Nell’età di Cesare, per merito di Laberio, un romano, e di Publio Siro, un forestiero, un altro genere teatrale raggiunse una propria dignità letteraria ed autonomia: il mimo. A proposito di questo, si può tranquillamente affermare che esso non è certo un’invenzione latina o italica, ma è un’arte nata con l’uomo (dal greco mìmesis = imitare). Anche dal punto di vista letterario, il mimo non è indigeno poiché già aveva avuto la sua consacrazione nel mondo greco con il siracusano Sofrone (secolo V a.C.) e, soprattutto, in epoca ellenistica, con Eroda (o Eronda), vissuto nel III secolo a.C., autore dei famosi Mimiambi (mimi in giambi). Nella Magna Grecia, in ogni caso, il mimo era stato sempre fiorente, ma, non essendo scritto, era affidato all’estro ed all’improvvisazione degli attori, una specie di commedia dell’arte.

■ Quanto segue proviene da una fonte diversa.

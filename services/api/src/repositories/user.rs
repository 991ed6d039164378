//! User repository: the credential store
//!
//! Owns user identity records and the password hashing policy. Hashing is
//! deliberately expensive (Argon2id with a configurable work factor) and
//! always runs on the registration and password-change path; it is never
//! cached or skipped.

use argon2::{
    Algorithm, Argon2, Params, PasswordHash, PasswordHasher, PasswordVerifier, Version,
    password_hash::SaltString,
};
use chrono::Utc;
use common::store::{Collection, UpdateOutcome};
use tracing::info;
use uuid::Uuid;

use crate::config::HashConfig;
use crate::error::{ApiError, ApiResult};
use crate::models::{NewUser, ProfilePatch, User};

/// User repository
#[derive(Clone)]
pub struct UserRepository {
    users: Collection<User>,
    hasher: Argon2<'static>,
}

impl UserRepository {
    /// Create a new user repository over the given collection
    pub fn new(users: Collection<User>, hash_config: HashConfig) -> ApiResult<Self> {
        let params = Params::new(
            hash_config.memory_kib,
            hash_config.iterations,
            hash_config.parallelism,
            None,
        )
        .map_err(|e| {
            tracing::error!("Invalid password hashing parameters: {}", e);
            ApiError::Internal
        })?;
        let hasher = Argon2::new(Algorithm::Argon2id, Version::V0x13, params);

        Ok(Self { users, hasher })
    }

    fn hash_password(&self, password: &str) -> ApiResult<String> {
        let salt = SaltString::generate(&mut rand::thread_rng());
        let hash = self
            .hasher
            .hash_password(password.as_bytes(), &salt)
            .map_err(|e| {
                tracing::error!("Failed to hash password: {}", e);
                ApiError::Internal
            })?
            .to_string();
        Ok(hash)
    }

    /// Create a new user
    ///
    /// Fails with `Conflict` when the email is already registered
    /// (case-insensitively). Uniqueness is enforced at insert time under
    /// the collection's write lock, so two racing registrations for the
    /// same address cannot both succeed; the pre-check only spares the
    /// loser the cost of hashing.
    pub async fn create(&self, new_user: &NewUser) -> ApiResult<User> {
        let email = new_user.email.trim().to_lowercase();

        if self.find_by_email(&email).await?.is_some() {
            return Err(ApiError::Conflict(
                "User with this email already exists".to_string(),
            ));
        }

        let password_hash = self.hash_password(&new_user.password)?;
        let now = Utc::now();
        let user = User {
            id: Uuid::new_v4(),
            name: new_user.name.trim().to_string(),
            email,
            password_hash,
            avatar: String::new(),
            created_at: now,
            updated_at: now,
        };

        let inserted = self
            .users
            .insert_unique(user.id, user.clone(), |u| u.email == user.email)?;
        if !inserted {
            return Err(ApiError::Conflict(
                "User with this email already exists".to_string(),
            ));
        }
        info!("Created user {}", user.id);
        Ok(user)
    }

    /// Find a user by email, case-insensitively
    pub async fn find_by_email(&self, email: &str) -> ApiResult<Option<User>> {
        let needle = email.trim().to_lowercase();
        Ok(self.users.find_one(|u| u.email == needle)?)
    }

    /// Find a user by ID
    pub async fn find_by_id(&self, id: Uuid) -> ApiResult<Option<User>> {
        Ok(self.users.get(id)?)
    }

    /// Verify a user's password against the stored hash
    pub async fn verify_password(&self, user: &User, password: &str) -> ApiResult<bool> {
        let parsed_hash = PasswordHash::new(&user.password_hash).map_err(|e| {
            tracing::error!("Failed to parse password hash: {}", e);
            ApiError::Internal
        })?;

        Ok(self
            .hasher
            .verify_password(password.as_bytes(), &parsed_hash)
            .is_ok())
    }

    /// Apply a partial profile update
    ///
    /// When the email changes, uniqueness is re-checked and the record
    /// mutated under one write lock; another user claiming the address
    /// concurrently yields a `Conflict` for exactly one of the two.
    /// Returns `None` when the user no longer exists.
    pub async fn update_profile(&self, id: Uuid, patch: &ProfilePatch) -> ApiResult<Option<User>> {
        let email = patch.email.as_ref().map(|e| e.trim().to_lowercase());
        let name = patch.name.as_ref().map(|n| n.trim().to_string());
        let avatar = patch.avatar.clone();

        let taken_email = email.clone();
        let outcome = self.users.update_unique(
            id,
            |user| {
                if let Some(name) = name {
                    user.name = name;
                }
                if let Some(email) = email {
                    user.email = email;
                }
                if let Some(avatar) = avatar {
                    user.avatar = avatar;
                }
                user.updated_at = Utc::now();
            },
            |other| taken_email.as_ref().is_some_and(|e| other.email == *e),
        )?;

        match outcome {
            UpdateOutcome::Updated(user) => Ok(Some(user)),
            UpdateOutcome::NotFound => Ok(None),
            UpdateOutcome::Conflict => {
                Err(ApiError::Conflict("Email is already in use".to_string()))
            }
        }
    }

    /// Re-hash and replace a user's password
    pub async fn update_password(&self, id: Uuid, new_password: &str) -> ApiResult<Option<User>> {
        let password_hash = self.hash_password(new_password)?;

        let updated = self.users.update(id, |user| {
            user.password_hash = password_hash;
            user.updated_at = Utc::now();
        })?;

        Ok(updated)
    }

    /// Delete a user record
    ///
    /// The caller is responsible for deleting the user's tasks first; see
    /// the account-deletion handler for the ordered two-step.
    pub async fn delete(&self, id: Uuid) -> ApiResult<bool> {
        Ok(self.users.remove(id)?.is_some())
    }
}
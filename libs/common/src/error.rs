//! Custom error types for the common library
//!
//! This module defines application-specific error types that can be used
//! throughout the application.

use thiserror::Error;

/// Custom error type for document store operations
#[derive(Error, Debug)]
pub enum StoreError {
    /// Store could not be brought up at process start
    #[error("Store initialization error: {0}")]
    Initialization(String),

    /// A lock on a collection was poisoned by a panicking writer
    #[error("Store lock poisoned for collection '{0}'")]
    Poisoned(&'static str),
}

/// Type alias for Result with StoreError
pub type StoreResult<T> = Result<T, StoreError>;
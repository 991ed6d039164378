//! Input validation utilities

use chrono::{DateTime, NaiveDate, Utc};
use common::types::TaskStatus;
use regex::Regex;
use std::sync::OnceLock;

/// Validate a display name
pub fn validate_name(name: &str) -> Result<(), String> {
    let name = name.trim();
    if name.is_empty() {
        return Err("Name is required".to_string());
    }

    let length = name.chars().count();
    if length < 2 || length > 50 {
        return Err("Name must be between 2 and 50 characters".to_string());
    }

    Ok(())
}

/// Validate an email address
pub fn validate_email(email: &str) -> Result<(), String> {
    if email.is_empty() {
        return Err("Email is required".to_string());
    }

    if email.len() > 254 {
        return Err("Email must be at most 254 characters long".to_string());
    }

    static EMAIL_REGEX: OnceLock<Regex> = OnceLock::new();
    let regex = EMAIL_REGEX.get_or_init(|| {
        Regex::new(r"^[a-zA-Z0-9._%+-]+@[a-zA-Z0-9.-]+\.[a-zA-Z]{2,}$")
            .expect("Failed to compile email regex")
    });

    if !regex.is_match(email) {
        return Err("Please provide a valid email".to_string());
    }

    Ok(())
}

/// Validate a password
pub fn validate_password(password: &str) -> Result<(), String> {
    if password.is_empty() {
        return Err("Password is required".to_string());
    }

    if password.len() < 6 {
        return Err("Password must be at least 6 characters".to_string());
    }

    if password.len() > 128 {
        return Err("Password must be at most 128 characters long".to_string());
    }

    Ok(())
}

/// Validate an avatar URI; the empty string clears the avatar
pub fn validate_avatar(avatar: &str) -> Result<(), String> {
    if avatar.is_empty() {
        return Ok(());
    }

    if !avatar.starts_with("http://") && !avatar.starts_with("https://") {
        return Err("Avatar must be a valid URL".to_string());
    }

    Ok(())
}

/// Validate a task title
pub fn validate_title(title: &str) -> Result<(), String> {
    let title = title.trim();
    if title.is_empty() {
        return Err("Task title is required".to_string());
    }

    if title.chars().count() > 100 {
        return Err("Title must be between 1 and 100 characters".to_string());
    }

    Ok(())
}

/// Validate a task description
pub fn validate_description(description: &str) -> Result<(), String> {
    if description.chars().count() > 500 {
        return Err("Description cannot exceed 500 characters".to_string());
    }

    Ok(())
}

/// Parse a task status from its wire representation
pub fn parse_status(value: &str) -> Result<TaskStatus, String> {
    TaskStatus::parse(value)
        .ok_or_else(|| "Status must be pending, in-progress, or completed".to_string())
}

/// Parse a due date from an RFC 3339 timestamp or a plain calendar date
pub fn parse_due_date(value: &str) -> Result<DateTime<Utc>, String> {
    if let Ok(instant) = DateTime::parse_from_rfc3339(value) {
        return Ok(instant.with_timezone(&Utc));
    }

    if let Ok(date) = NaiveDate::parse_from_str(value, "%Y-%m-%d") {
        if let Some(midnight) = date.and_hms_opt(0, 0, 0) {
            return Ok(midnight.and_utc());
        }
    }

    Err("Due date must be a valid date".to_string())
}
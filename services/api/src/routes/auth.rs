//! Authentication routes: registration, login, logout, current identity

use axum::{Extension, Json, extract::State, http::StatusCode, response::IntoResponse};
use common::types::{Envelope, FieldError};
use serde::Deserialize;
use serde_json::{Value, json};
use tracing::{info, warn};

use crate::AppState;
use crate::error::{ApiError, ApiResult};
use crate::middleware::AuthUser;
use crate::models::NewUser;
use crate::validation::{validate_email, validate_name, validate_password};

/// Request for user registration
#[derive(Deserialize)]
pub struct RegisterRequest {
    #[serde(default)]
    pub name: String,
    #[serde(default)]
    pub email: String,
    #[serde(default)]
    pub password: String,
}

/// Request for user login
#[derive(Deserialize)]
pub struct LoginRequest {
    #[serde(default)]
    pub email: String,
    #[serde(default)]
    pub password: String,
}

/// Register a new user and issue a token
pub async fn register(
    State(state): State<AppState>,
    Json(payload): Json<RegisterRequest>,
) -> ApiResult<impl IntoResponse> {
    let mut errors = Vec::new();
    if let Err(message) = validate_name(&payload.name) {
        errors.push(FieldError::new("name", message));
    }
    if let Err(message) = validate_email(&payload.email) {
        errors.push(FieldError::new("email", message));
    }
    if let Err(message) = validate_password(&payload.password) {
        errors.push(FieldError::new("password", message));
    }
    if !errors.is_empty() {
        return Err(ApiError::Validation(errors));
    }

    let user = state
        .user_repository
        .create(&NewUser {
            name: payload.name,
            email: payload.email,
            password: payload.password,
        })
        .await?;

    let token = state.jwt_service.issue(user.id, &user.email).map_err(|e| {
        tracing::error!("Failed to issue token: {}", e);
        ApiError::Internal
    })?;

    info!("Registered user {}", user.id);

    Ok((
        StatusCode::CREATED,
        Json(Envelope::<Value>::ok_with_message(
            "User registered successfully",
            json!({ "user": user.to_dto(), "token": token }),
        )),
    ))
}

/// Verify credentials and issue a token
///
/// The failure message never reveals whether the email or the password
/// was wrong.
pub async fn login(
    State(state): State<AppState>,
    Json(payload): Json<LoginRequest>,
) -> ApiResult<impl IntoResponse> {
    let user = state
        .user_repository
        .find_by_email(&payload.email)
        .await?
        .ok_or(ApiError::Unauthorized("Invalid email or password"))?;

    let verified = state
        .user_repository
        .verify_password(&user, &payload.password)
        .await?;
    if !verified {
        warn!("Failed login attempt for user {}", user.id);
        return Err(ApiError::Unauthorized("Invalid email or password"));
    }

    let token = state.jwt_service.issue(user.id, &user.email).map_err(|e| {
        tracing::error!("Failed to issue token: {}", e);
        ApiError::Internal
    })?;

    Ok((
        StatusCode::OK,
        Json(Envelope::<Value>::ok_with_message(
            "Login successful",
            json!({ "user": user.to_dto(), "token": token }),
        )),
    ))
}

/// Acknowledge logout
///
/// Tokens are stateless and not revocable; the client discards its copy.
pub async fn logout(Extension(user): Extension<AuthUser>) -> impl IntoResponse {
    info!("Logout acknowledged for user {}", user.id);
    Json(Envelope::message("Logged out successfully"))
}

/// Current identity, as resolved from the token
pub async fn me(
    State(state): State<AppState>,
    Extension(auth): Extension<AuthUser>,
) -> ApiResult<impl IntoResponse> {
    let user = state
        .user_repository
        .find_by_id(auth.id)
        .await?
        .ok_or(ApiError::NotFound("User not found"))?;

    Ok(Json(Envelope::<Value>::ok(
        json!({ "user": user.to_dto() }),
    )))
}
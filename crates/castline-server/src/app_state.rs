//! Shared application state handed to the WebSocket handlers.

use std::sync::Arc;

use crate::dispatch::Dispatcher;
use crate::realtime::Hub;

#[derive(Clone)]
pub struct AppState {
    hub: Arc<Hub>,
    dispatcher: Arc<Dispatcher>,
}

impl AppState {
    pub fn new() -> Self {
        let hub = Arc::new(Hub::new());
        let dispatcher = Arc::new(Dispatcher::new(Arc::clone(&hub)));
        Self { hub, dispatcher }
    }

    pub fn hub(&self) -> Arc<Hub> {
        Arc::clone(&self.hub)
    }

    pub fn dispatcher(&self) -> Arc<Dispatcher> {
        Arc::clone(&self.dispatcher)
    }
}

impl Default for AppState {
    fn default() -> Self {
        Self::new()
    }
}
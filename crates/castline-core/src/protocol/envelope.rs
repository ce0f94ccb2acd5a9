//! Chat envelope (JSON text frame).
//!
//! Wire shape: `{"type": "...", "name": "...", "message": "..."}`.
//! The `type` tag is a stable string, so encoder and decoder can evolve
//! independently; an unknown tag is a decode failure, never silently skipped.

use serde::{Deserialize, Serialize};

use crate::error::{CastlineError, Result};

/// Envelope kind. The four kinds are fixed and exhaustive.
#[derive(Debug, Clone, Copy, PartialEq, Eq, Serialize, Deserialize)]
#[serde(rename_all = "snake_case")]
pub enum Kind {
    /// Chat text typed by a user.
    User,
    /// Server-originated notice; `sender` carries the machine-readable cause.
    Server,
    /// A user announcing presence on join.
    Connect,
    /// A user announcing departure.
    Disconnect,
}

/// Machine-readable cause carried in the `name` field of a server notice.
#[derive(Debug, Clone, Copy, PartialEq, Eq)]
pub enum Cause {
    /// Username already held by a live session; fatal to that join.
    Conflict,
    /// The server is going away; clients should exit cleanly.
    Shutdown,
    /// Transport-level trouble the server survived.
    Error,
}

impl Cause {
    /// Stable wire form.
    pub fn as_str(self) -> &'static str {
        match self {
            Cause::Conflict => "CONFLICT",
            Cause::Shutdown => "SHUTDOWN",
            Cause::Error => "ERROR",
        }
    }

    /// Parse the wire form. Unknown causes yield `None` so clients can still
    /// render notices from newer servers.
    pub fn parse(s: &str) -> Option<Self> {
        match s {
            "CONFLICT" => Some(Cause::Conflict),
            "SHUTDOWN" => Some(Cause::Shutdown),
            "ERROR" => Some(Cause::Error),
            _ => None,
        }
    }
}

/// A single protocol frame. Immutable once constructed.
#[derive(Debug, Clone, PartialEq, Eq, Serialize, Deserialize)]
#[serde(deny_unknown_fields)]
pub struct Envelope {
    /// Envelope kind (wire field `type`).
    #[serde(rename = "type")]
    pub kind: Kind,
    /// Originating username, or the notice cause for `Kind::Server`.
    #[serde(rename = "name")]
    pub sender: String,
    /// Free text; empty for presence events.
    #[serde(rename = "message", default)]
    pub body: String,
}

impl Envelope {
    /// Chat text from `sender`.
    pub fn user(sender: impl Into<String>, body: impl Into<String>) -> Self {
        Self {
            kind: Kind::User,
            sender: sender.into(),
            body: body.into(),
        }
    }

    /// Presence announcement on join.
    pub fn connect(sender: impl Into<String>) -> Self {
        Self {
            kind: Kind::Connect,
            sender: sender.into(),
            body: String::new(),
        }
    }

    /// Presence announcement on departure.
    pub fn disconnect(sender: impl Into<String>) -> Self {
        Self {
            kind: Kind::Disconnect,
            sender: sender.into(),
            body: String::new(),
        }
    }

    /// Server-originated notice.
    pub fn server(cause: Cause, body: impl Into<String>) -> Self {
        Self {
            kind: Kind::Server,
            sender: cause.as_str().to_string(),
            body: body.into(),
        }
    }

    /// Notice cause, when this is a server envelope with a known cause.
    pub fn cause(&self) -> Option<Cause> {
        match self.kind {
            Kind::Server => Cause::parse(&self.sender),
            _ => None,
        }
    }

    /// Serialize to the wire form.
    pub fn encode(&self) -> Result<String> {
        serde_json::to_string(self).map_err(|e| CastlineError::Internal(format!("encode failed: {e}")))
    }

    /// Parse one frame. Missing required fields and unknown `type` tags are
    /// decode failures.
    pub fn decode(s: &str) -> Result<Self> {
        serde_json::from_str(s).map_err(|e| CastlineError::Decode(e.to_string()))
    }
}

La fortuna del mimo aumentò quando, dal 173 a.C., diventò lo spettacolo che accompagnava le Floralia, le feste primaverili in onore della dea Flora. Caratteristiche di questo spettacolo erano sia il fatto che in esso recitavano anche le donne sia la sua estrema licenziosità che scandalizzava i personaggi più morigerati, come Catone l’Uticense che in un’occasione uscì disgustato dallo spettacolo.

Verso la metà del I secolo a.C. con Laberio il mimo diventò genere letterario scritto.